27. Oktober 2018 / Alkyone / n/a

Porto Santo

       

Am Morgen im Dunkeln kamen wir in Porto Santo an. Die zweite Nachthälfte war auch sehr unruhig mit mächtig Schwell. In den Ankerplätzen vor dem Hafen lag kein einziges Schiff, was bei dem Wind und Schwell nicht gerade verwunderlich war. Dafür sahen wir schon von Weitem im AIS ein Sailing Vessel namens Salmon.

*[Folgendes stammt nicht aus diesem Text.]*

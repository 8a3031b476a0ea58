//! Schema error types.

use thiserror::Error;

/// Errors that can occur while building or loading a schema.
#[derive(Debug, Error)]
pub enum SchemaError {
    #[error("Invalid identifier for {role}: {name:?}")]
    InvalidIdentifier { role: String, name: String },

    #[error("Column {name} is used for both {first} and {second}")]
    DuplicateColumn {
        name: String,
        first: String,
        second: String,
    },

    #[error("Invalid root parent mode: {0:?} (expected \"zero\" or \"null\")")]
    InvalidRootParent(String),

    #[error("Invalid schema configuration: {0}")]
    Config(#[from] toml::de::Error),
}

impl SchemaError {
    pub fn invalid_identifier(role: impl Into<String>, name: impl Into<String>) -> Self {
        Self::InvalidIdentifier {
            role: role.into(),
            name: name.into(),
        }
    }

    pub fn duplicate_column(
        name: impl Into<String>,
        first: impl Into<String>,
        second: impl Into<String>,
    ) -> Self {
        Self::DuplicateColumn {
            name: name.into(),
            first: first.into(),
            second: second.into(),
        }
    }
}

/// Result type for schema operations.
pub type SchemaResult<T> = Result<T, SchemaError>;
//! Table setup helpers.

use nestset_core::Node;
use nestset_schema::Schema;
use nestset_session::NestedSet;
use nestset_store::{RowStore, SqliteStore, StoreResult};

use crate::error::{ExampleError, ExampleResult};

/// Name of the free-text column every fixture table carries.
pub const LABEL_COLUMN: &str = "label";

/// Create the table described by `schema`, plus a `label` text column.
pub fn create_table(store: &SqliteStore, schema: &Schema) -> StoreResult<()> {
    let mut columns = vec![
        format!("{} INTEGER PRIMARY KEY", schema.q_key()),
        format!("{} INTEGER", schema.q_parent()),
    ];
    if let Some(tree) = schema.q_tree() {
        columns.push(format!("{} INTEGER", tree));
    }
    columns.push(format!("{} INTEGER NOT NULL", schema.q_left()));
    columns.push(format!("{} INTEGER NOT NULL", schema.q_right()));
    columns.push(format!("{} TEXT", LABEL_COLUMN));

    store.execute_batch(&format!(
        "CREATE TABLE IF NOT EXISTS {} ({})",
        schema.q_table(),
        columns.join(", ")
    ))
}

/// A fresh in-memory table for `schema`.
pub fn memory_set(schema: Schema) -> ExampleResult<NestedSet<SqliteStore>> {
    let store = SqliteStore::open_in_memory().map_err(|e| ExampleError::setup(e.to_string()))?;
    create_table(&store, &schema).map_err(|e| ExampleError::setup(e.to_string()))?;
    Ok(NestedSet::new(schema, store))
}

/// Every node of the table, by partition and left bound.
pub fn all_nodes<S: RowStore>(set: &NestedSet<S>) -> ExampleResult<Vec<Node>> {
    set.get_all().map_err(|e| ExampleError::setup(e.to_string()))
}
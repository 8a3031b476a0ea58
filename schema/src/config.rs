//! Loading a schema from TOML configuration.
//!
//! ```toml
//! table = "categories"
//! key_column = "id"
//! tree_column = "tree_id"
//! root_parent = "null"
//! ```
//!
//! Every key except `table` is optional and falls back to the builder
//! defaults.

use serde::Deserialize;

use crate::builder::SchemaBuilder;
use crate::error::{SchemaError, SchemaResult};
use crate::schema::{RootParent, Schema};

/// Raw schema configuration as it appears in a config file.
#[derive(Debug, Clone, Deserialize, PartialEq, Eq)]
#[serde(deny_unknown_fields)]
pub struct SchemaConfig {
    pub table: String,
    #[serde(default)]
    pub key_column: Option<String>,
    #[serde(default)]
    pub parent_column: Option<String>,
    #[serde(default)]
    pub tree_column: Option<String>,
    #[serde(default)]
    pub left_column: Option<String>,
    #[serde(default)]
    pub right_column: Option<String>,
    #[serde(default)]
    pub root_parent: Option<String>,
}

impl SchemaConfig {
    /// Parse a configuration document.
    pub fn from_toml_str(source: &str) -> SchemaResult<Self> {
        Ok(toml::from_str(source)?)
    }

    /// Validate the configuration and turn it into a schema.
    pub fn into_schema(self) -> SchemaResult<Schema> {
        let mut builder = SchemaBuilder::new(self.table);
        if let Some(name) = self.key_column {
            builder = builder.key_column(name);
        }
        if let Some(name) = self.parent_column {
            builder = builder.parent_column(name);
        }
        if let Some(name) = self.tree_column {
            builder = builder.tree_column(name);
        }
        if let Some(name) = self.left_column {
            builder = builder.left_column(name);
        }
        if let Some(name) = self.right_column {
            builder = builder.right_column(name);
        }
        if let Some(mode) = self.root_parent {
            builder = builder.root_parent(parse_root_parent(&mode)?);
        }
        builder.build()
    }
}

fn parse_root_parent(mode: &str) -> SchemaResult<RootParent> {
    match mode.to_ascii_lowercase().as_str() {
        "zero" | "0" => Ok(RootParent::Zero),
        "null" => Ok(RootParent::Null),
        _ => Err(SchemaError::InvalidRootParent(mode.to_string())),
    }
}

impl Schema {
    /// Load a schema from a TOML document.
    pub fn from_toml_str(source: &str) -> SchemaResult<Schema> {
        SchemaConfig::from_toml_str(source)?.into_schema()
    }
}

Wir wussten ja schon, dass die Crew der Salmon, die wir von der Ria Formosa kennen, dort höchstwahrscheinlich auf uns wartet. Und wurden dann im Hafen gleich von Hagen per Funk eingewiesen, wo man nicht hin kann und wo schon am Tag zuvor mal jemand ankerte. Verwirrend waren die Mooringleinen bzw. die dazugehörigen Bojen mitten im Hafen.

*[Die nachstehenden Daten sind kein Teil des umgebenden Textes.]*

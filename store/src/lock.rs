//! Process-wide exclusive table locks.
//!
//! SQLite has no `LOCK TABLE`. Every store that shares a [`TableLocks`]
//! registry serializes its mutations of a table through one mutex per table
//! name, held for the lifetime of a [`TableGuard`].

use std::collections::HashMap;
use std::fmt;
use std::sync::Arc;
use std::time::Duration;

use once_cell::sync::Lazy;
use lock_api::ArcMutexGuard;
use parking_lot::{Mutex, RawMutex};

static GLOBAL: Lazy<TableLocks> = Lazy::new(TableLocks::new);

/// Registry of per-table mutexes.
#[derive(Clone, Default)]
pub struct TableLocks {
    tables: Arc<Mutex<HashMap<String, Arc<Mutex<()>>>>>,
}

impl TableLocks {
    /// Create an empty, private registry.
    pub fn new() -> Self {
        Self::default()
    }

    /// The registry shared by every store in the process.
    pub fn global() -> Self {
        GLOBAL.clone()
    }

    fn table_mutex(&self, table: &str) -> Arc<Mutex<()>> {
        let mut tables = self.tables.lock();
        tables
            .entry(table.to_string())
            .or_insert_with(|| Arc::new(Mutex::new(())))
            .clone()
    }

    /// Block until the lock on `table` is free, then take it.
    pub fn acquire(&self, table: &str) -> TableGuard {
        let guard = self.table_mutex(table).lock_arc();
        TableGuard {
            table: table.to_string(),
            _guard: guard,
        }
    }

    /// Wait at most `timeout` for the lock on `table`.
    pub fn acquire_timeout(&self, table: &str, timeout: Duration) -> Option<TableGuard> {
        self.table_mutex(table)
            .try_lock_arc_for(timeout)
            .map(|guard| TableGuard {
                table: table.to_string(),
                _guard: guard,
            })
    }

    /// Returns true if some guard currently holds `table`.
    pub fn is_locked(&self, table: &str) -> bool {
        self.tables
            .lock()
            .get(table)
            .map(|mutex| mutex.is_locked())
            .unwrap_or(false)
    }
}

impl fmt::Debug for TableLocks {
    fn fmt(&self, f: &mut fmt::Formatter<'_>) -> fmt::Result {
        let tables = self.tables.lock();
        f.debug_struct("TableLocks")
            .field("tables", &tables.keys().collect::<Vec<_>>())
            .finish()
    }
}

/// Exclusive hold on one table. The lock is released on drop.
pub struct TableGuard {
    table: String,
    _guard: ArcMutexGuard<RawMutex, ()>,
}

impl TableGuard {
    pub fn table(&self) -> &str {
        &self.table
    }
}

impl fmt::Debug for TableGuard {
    fn fmt(&self, f: &mut fmt::Formatter<'_>) -> fmt::Result {
        f.debug_struct("TableGuard").field("table", &self.table).finish()
    }
}
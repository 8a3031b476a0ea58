//! Mutation executor - coordinates mutation operations.
//!
//! The executor delegates to the operation modules in `ops/`:
//! - `ops/create.rs` - roots, first children, next siblings
//! - `ops/delete.rs` - single node and subtree deletion
//! - `ops/tree.rs` - whole partition deletion

use nestset_core::{Attributes, NodeKey, TreeId};
use nestset_schema::Schema;
use nestset_store::RowStore;

use crate::error::MutationResult;
use crate::ops;
use crate::result::DeleteOutcome;

/// Mutation executor.
pub struct MutationExecutor<'r, 's, S: RowStore + ?Sized> {
    schema: &'r Schema,
    store: &'s mut S,
}

impl<'r, 's, S: RowStore + ?Sized> MutationExecutor<'r, 's, S> {
    /// Create a new executor.
    pub fn new(schema: &'r Schema, store: &'s mut S) -> Self {
        Self { schema, store }
    }

    pub fn schema(&self) -> &Schema {
        self.schema
    }

    /// Create the root of a new tree.
    pub fn create_root(
        &mut self,
        data: &Attributes,
        tree: Option<TreeId>,
    ) -> MutationResult<NodeKey> {
        ops::create_root(self.store, self.schema, data, tree)
    }

    /// Insert a node as the first child of `parent`.
    pub fn create_child(
        &mut self,
        parent: NodeKey,
        data: &Attributes,
        tree: Option<TreeId>,
    ) -> MutationResult<NodeKey> {
        ops::create_child(self.store, self.schema, parent, data, tree)
    }

    /// Insert a node right after `sibling`.
    pub fn create_sibling(
        &mut self,
        sibling: NodeKey,
        data: &Attributes,
        tree: Option<TreeId>,
    ) -> MutationResult<NodeKey> {
        ops::create_sibling(self.store, self.schema, sibling, data, tree)
    }

    /// Delete one node, promoting its children.
    pub fn delete_node(&mut self, key: NodeKey) -> MutationResult<DeleteOutcome> {
        ops::delete_node(self.store, self.schema, key)
    }

    /// Delete a node and all of its descendants.
    pub fn delete_node_and_children(&mut self, key: NodeKey) -> MutationResult<DeleteOutcome> {
        ops::delete_node_and_children(self.store, self.schema, key)
    }

    /// Delete every node of partition `tree`.
    pub fn delete_tree(&mut self, tree: TreeId) -> MutationResult<DeleteOutcome> {
        ops::delete_tree(self.store, self.schema, tree)
    }
}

Wie zu erwarten liegt der Hafen nicht sonderlich schön und gut. Es pfeift den Hügel runter mit bis zu 35 Knoten, Alkyone liegt wie ein Schluck Wasser in der Kurve am Anker. Zum Glück ließ sich die Crew der Salmon nicht abschrecken und pullte quer durch den Hafen zu uns rüber. So wurde es ein schöner Nachmittag mit Ratschen für die Erwachsenen und ganz viel Spielen mit Knete, Puppen und Lego für die Kids.
Morgen soll es weiter blasen, so dass wir den Montag anpeilen um weiter nach Madeira zu segeln.